■ TASK PROMPT
The line containing "async fn exchange(&self, request: Bytes)" marks the end: quote every line from the start of the records below through it, word for word.

━━━

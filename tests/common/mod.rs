//! Shared fixtures for the workspace flows.

use async_trait::async_trait;
use bastion_dns_application::ports::UpstreamResolver;
use bastion_dns_domain::{DnsProto, ForwardError};
use bastion_dns_infrastructure::dns::context::DnsContext;
use bytes::Bytes;
use hickory_proto::op::{Message, MessageType, OpCode, Query, ResponseCode};
use hickory_proto::rr::rdata::A;
use hickory_proto::rr::{Name, RData, Record, RecordType};
use std::collections::HashMap;
use std::sync::{Arc, Mutex};

/// Upstream answering fixed A records; everything else is NXDOMAIN.
pub struct StaticUpstream {
    address: String,
    zones: Mutex<HashMap<String, std::net::Ipv4Addr>>,
}

impl StaticUpstream {
    pub fn new(address: &str, zones: &[(&str, &str)]) -> Arc<Self> {
        Arc::new(Self {
            address: address.to_string(),
            zones: Mutex::new(
                zones
                    .iter()
                    .map(|(host, ip)| (host.to_string(), ip.parse().unwrap()))
                    .collect(),
            ),
        })
    }
}

#[async_trait]
impl UpstreamResolver for StaticUpstream {
    async fn exchange(&self, request: Bytes) -> Result<Bytes, ForwardError> {
        let request = Message::from_vec(&request).map_err(|e| ForwardError::Upstream {
            server: self.address.clone(),
            reason: e.to_string(),
        })?;
        let query = request
            .queries()
            .first()
            .cloned()
            .ok_or_else(|| ForwardError::BadRequest("no question".into()))?;

        let mut response = Message::new(request.id(), MessageType::Response, OpCode::Query);
        response.add_query(query.clone());

        let host = query.name().to_ascii().to_ascii_lowercase();
        match self.zones.lock().unwrap().get(&host) {
            Some(ip) if query.query_type() == RecordType::A => {
                response.set_response_code(ResponseCode::NoError);
                response.add_answer(Record::from_rdata(
                    query.name().clone(),
                    300,
                    RData::A(A(*ip)),
                ));
            }
            _ => {
                response.set_response_code(ResponseCode::NXDomain);
            }
        }

        Ok(Bytes::from(response.to_vec().map_err(|e| {
            ForwardError::Upstream {
                server: self.address.clone(),
                reason: e.to_string(),
            }
        })?))
    }

    fn address(&self) -> &str {
        &self.address
    }
}

pub fn client_ctx(host: &str, qtype: RecordType, client: &str) -> DnsContext {
    let mut msg = Message::new(77, MessageType::Query, OpCode::Query);
    msg.set_recursion_desired(true);
    msg.add_query(Query::query(Name::from_ascii(host).unwrap(), qtype));
    DnsContext::new(msg, format!("{client}:40000").parse().unwrap(), DnsProto::Udp)
}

━━━

■ RESPONSE BOX
filename tests/common/mod.rs
//! Shared fixtures for the workspace flows.

use async_trait::async_trait;
use bastion_dns_application::ports::UpstreamResolver;
use bastion_dns_domain::{DnsProto, ForwardError};
use bastion_dns_infrastructure::dns::context::DnsContext;
use bytes::Bytes;
use hickory_proto::op::{Message, MessageType, OpCode, Query, ResponseCode};
use hickory_proto::rr::rdata::A;
use hickory_proto::rr::{Name, RData, Record, RecordType};
use std::collections::HashMap;
use std::sync::{Arc, Mutex};

/// Upstream answering fixed A records; everything else is NXDOMAIN.
pub struct StaticUpstream {
    address: String,
    zones: Mutex<HashMap<String, std::net::Ipv4Addr>>,
}

impl StaticUpstream {
    pub fn new(address: &str, zones: &[(&str, &str)]) -> Arc<Self> {
        Arc::new(Self {
            address: address.to_string(),
            zones: Mutex::new(
                zones
                    .iter()
                    .map(|(host, ip)| (host.to_string(), ip.parse().unwrap()))
                    .collect(),
            ),
        })
    }
}

#[async_trait]
impl UpstreamResolver for StaticUpstream {
    async fn exchange(&self, request: Bytes) -> Result<Bytes, ForwardError> {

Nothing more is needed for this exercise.